P020 - Amniotic Suspension Allograft Modulates Inflammation in an in vitro Human Synoviocyte Model
Abstract
Purpose
Osteoarthritis (OA) affects 30.8 million Americans; IL-1 and TNF-α are two potent pro-inflammatory cytokines that affect the joint1. Amniotic membranes contain cytokines and growth factors2, including IL-1Ra and TIMPs, that may help modulate the inflammation associated with OA. A previous clinical pilot study using amniotic suspension allograft (ASA), which contains amniotic membrane and cells from the amniotic fluid, was shown to improve pain and function scores out to a year3. In the current in vitrostudy, a synoviocyte inflammation model was used to determine the effect of ASA treatment on inflammation; we hypothesized that ASA treatment would reduce inflammation.
Methods and Materials
Human fibroblast-like synoviocytes (HFLS, Cell Applications) were cultured under standard conditions.

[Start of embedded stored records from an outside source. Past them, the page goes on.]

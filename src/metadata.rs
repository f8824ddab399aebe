//! Run provenance: identifiers and content hashes.

use serde::Serialize;
use sha2::{Digest, Sha256};
use std::path::Path;
use tracing::warn;
use uuid::Uuid;

/// Compute SHA256 checksum of a file, streaming its contents.
pub fn compute_file_checksum(path: impl AsRef<Path>) -> std::io::Result<String> {
    let mut file = std::fs::File::open(path.as_ref())?;
    let mut hasher = Sha256::new();
    std::io::copy(&mut file, &mut hasher)?;
    Ok(format!("{:x}", hasher.finalize()))
}

/// Compute SHA256 hash of arbitrary bytes.
pub fn compute_hash(data: &[u8]) -> String {
    let mut hasher = Sha256::new();
    hasher.update(data);
    let result = hasher.finalize();
    format!("{:x}", result)
}

/// Compute configuration hash from JSON serialization.
pub fn compute_config_hash<T: Serialize>(config: &T) -> String {
    match serde_json::to_vec(config) {
        Ok(bytes) => compute_hash(&bytes),
        Err(e) => {
            warn!("Failed to serialize config for hashing: {}", e);
            String::new()
        }
    }
}

/// Generate a unique run ID.
pub fn generate_run_id() -> Uuid {
    Uuid::new_v4()
}

#[cfg(test)]
mod tests {
    use super::*;
    use std::io::Write;
    use tempfile::NamedTempFile;

    #[test]
    fn test_compute_hash_known_value() {
        assert_eq!(
            compute_hash(b"abc"),
            "ba7816bf8f01cfea414140de5dae2223b00361a396177a9cb410ff61f20015ad"
        );
    }

    #[test]
    fn test_file_checksum_matches_bytes() {
        let mut file = NamedTempFile::new().unwrap();
        write!(file, "unique_id,date,y\n").unwrap();
        let checksum = compute_file_checksum(file.path()).unwrap();
        assert_eq!(checksum, compute_hash(b"unique_id,date,y\n"));
    }

    #[test]
    fn test_file_checksum_spans_many_buffers() {
        let mut file = NamedTempFile::new().unwrap();
        let mut expected = Vec::new();
        for i in 0..20_000 {
            let line = format!("S{},2020-01-01,{}\n", i % 17, i);
            file.write_all(line.as_bytes()).unwrap();
            expected.extend_from_slice(line.as_bytes());
        }
        file.flush().unwrap();
        assert_eq!(compute_file_checksum(file.path()).unwrap(), compute_hash(&expected));
    }

    #[test]
    fn test_file_checksum_missing_file() {
        let dir = tempfile::TempDir::new().unwrap();
        assert!(compute_file_checksum(dir.path().join("absent.csv")).is_err());
    }

    #[test]
    fn test_config_hash_is_stable() {
        #[derive(Serialize)]
        struct Settings {
            span: i64,
        }
        let a = compute_config_hash(&Settings { span: 14 });
        let b = compute_config_hash(&Settings { span: 14 });
        let c = compute_config_hash(&Settings { span: 59 });
        assert_eq!(a, b);
        assert_ne!(a, c);
    }

    #[test]
    fn test_run_ids_unique() {
        assert_ne!(generate_run_id(), generate_run_id());
    }
}
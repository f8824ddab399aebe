//! Error types for the aggregation engine.

use crate::types::Window;
use chrono::NaiveDate;
use thiserror::Error;

/// Main error type for the aggregation engine.
#[derive(Error, Debug)]
pub enum AggregationError {
    #[error("Invalid configuration: {0}")]
    ConfigError(String),

    #[error("Data integrity violation: {0}")]
    DataIntegrity(String),

    #[error("Period {period} produced by both window {first_window} and window {second_window}")]
    AggregationConsistency {
        period: NaiveDate,
        first_window: Window,
        second_window: Window,
    },

    #[error("Checkpoint error: {0}")]
    CheckpointError(String),

    #[error("Data error: {0}")]
    DataError(String),

    #[error("CSV parsing error: {0}")]
    CsvError(#[from] csv::Error),

    #[error("IO error: {0}")]
    IoError(#[from] std::io::Error),

    #[error("Date parsing error: {0}")]
    DateParseError(#[from] chrono::ParseError),

    #[error("JSON serialization error: {0}")]
    JsonError(#[from] serde_json::Error),

    #[error("TOML parsing error: {0}")]
    TomlError(#[from] toml::de::Error),

    #[error("TOML serialization error: {0}")]
    TomlSerializeError(#[from] toml::ser::Error),

    #[error("No records loaded")]
    NoData,
}

impl AggregationError {
    /// Whether the run must stop when this error occurs.
    ///
    /// Checkpoint failures are the only recoverable kind: the in-memory
    /// matrix stays authoritative and aggregation continues.
    pub fn is_fatal(&self) -> bool {
        !matches!(self, AggregationError::CheckpointError(_))
    }
}

/// Result type alias for aggregation operations.
pub type Result<T> = std::result::Result<T, AggregationError>;
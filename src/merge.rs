//! Column-wise merging of window matrices into the running result.

use crate::aggregate::WindowMatrix;
use crate::error::{AggregationError, Result};
use crate::matrix::SeriesMatrix;
use crate::types::Window;
use chrono::NaiveDate;
use serde::{Deserialize, Serialize};
use std::collections::BTreeMap;
use std::fmt;
use std::str::FromStr;

/// What to do when two windows produce the same period column.
///
/// A period straddles two windows whenever window boundaries do not line up
/// with period boundaries, so overlaps are expected with `Sum`.
#[derive(Debug, Clone, Copy, PartialEq, Eq, Default, Serialize, Deserialize)]
#[serde(rename_all = "lowercase")]
pub enum MergePolicy {
    /// Add the overlapping cells together.
    #[default]
    Sum,
    /// Fail with an aggregation consistency error.
    Reject,
}

impl fmt::Display for MergePolicy {
    fn fmt(&self, f: &mut fmt::Formatter<'_>) -> fmt::Result {
        match self {
            MergePolicy::Sum => write!(f, "sum"),
            MergePolicy::Reject => write!(f, "reject"),
        }
    }
}

impl FromStr for MergePolicy {
    type Err = AggregationError;

    fn from_str(s: &str) -> Result<Self> {
        match s.trim().to_lowercase().as_str() {
            "sum" => Ok(MergePolicy::Sum),
            "reject" => Ok(MergePolicy::Reject),
            other => Err(AggregationError::ConfigError(format!(
                "Unknown merge policy '{}': expected 'sum' or 'reject'",
                other
            ))),
        }
    }
}

/// Running matrix owned by the caller and moved through each merge.
#[derive(Debug, Clone, Default)]
pub struct Accumulator {
    matrix: SeriesMatrix,
    /// Window that first produced each column.
    column_origin: BTreeMap<NaiveDate, Window>,
    last_window: Option<Window>,
    windows_merged: usize,
    records_merged: usize,
}

impl Accumulator {
    pub fn new() -> Self {
        Self::default()
    }

    pub fn matrix(&self) -> &SeriesMatrix {
        &self.matrix
    }

    pub fn into_matrix(self) -> SeriesMatrix {
        self.matrix
    }

    /// Window that first produced `period`.
    pub fn origin(&self, period: NaiveDate) -> Option<Window> {
        self.column_origin.get(&period).copied()
    }

    pub fn last_window(&self) -> Option<Window> {
        self.last_window
    }

    pub fn windows_merged(&self) -> usize {
        self.windows_merged
    }

    /// Input records accounted for by the merged windows.
    pub fn records_merged(&self) -> usize {
        self.records_merged
    }
}

/// Appends window matrices to an [`Accumulator`] in window order.
#[derive(Debug, Clone, Copy, Default)]
pub struct MatrixMerger {
    policy: MergePolicy,
}

impl MatrixMerger {
    pub fn new(policy: MergePolicy) -> Self {
        Self { policy }
    }

    pub fn policy(&self) -> MergePolicy {
        self.policy
    }

    /// Merge `part` into `acc` and return the updated accumulator.
    ///
    /// Windows must arrive in strictly increasing index order.
    pub fn merge(&self, mut acc: Accumulator, part: WindowMatrix) -> Result<Accumulator> {
        let window = part.window;

        if let Some(last) = acc.last_window {
            if window.index <= last.index {
                return Err(AggregationError::DataIntegrity(format!(
                    "window {} merged after window {}",
                    window, last
                )));
            }
        }

        if self.policy == MergePolicy::Reject {
            if let Some(period) = part.matrix.columns().find(|p| acc.column_origin.contains_key(p)) {
                return Err(AggregationError::AggregationConsistency {
                    period,
                    first_window: acc.column_origin[&period],
                    second_window: window,
                });
            }
        }

        for period in part.matrix.columns() {
            acc.column_origin.entry(period).or_insert(window);
        }
        for (unique_id, row) in part.matrix.into_rows() {
            acc.matrix.add_series(&unique_id);
            for (period, value) in row {
                acc.matrix.add(&unique_id, period, value);
            }
        }

        acc.last_window = Some(window);
        acc.windows_merged += 1;
        acc.records_merged += part.records;
        Ok(acc)
    }
}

Cells were primed with 1ng/mL IL-1β, 10ng/mL TNF-α, or a combination for 72 hours prior to treatment with or without ASA conditioned media (CM). A dosing study ranging from 1-100% was done to determine the optimal CM concentration (25% CM) used for this study. Supernatant was collected 96 hours later for measuring protein production using commercially-available ELISA kits (R&D Systems), while cells were collected in RNAzol for gene expression analysis. Targets examined included IL-1β, TNF-α, MMP-1, TIMP-3, IL-1Ra, and IL-6.
Results
ASA treatment resulted in a significant downregulation in gene expression of IL-1β and MMP-1, and a significant decrease in protein production of IL-1β, TNF-a (Figure 1A), and MMP-1. IL-6 is a dual pro-/anti-inflammatory cytokine; we saw transient changes in gene expression. ASA treatment resulted in a significant downregulation in IL-1Ra gene expression. Treatment with ASA resulted in an increase in protein levels of IL-1Ra (Figure 1B), IL-6, and TIMP-3 (Figure 1C).
Conclusion
In this synoviocyte inflammation model, treatment with ASA resulted in decreased pro-inflammatory cytokines and proteases along with increased anti-inflammatory cytokines and inhibitors. This study provides evidence of the potential for ASA to modulate inflammation.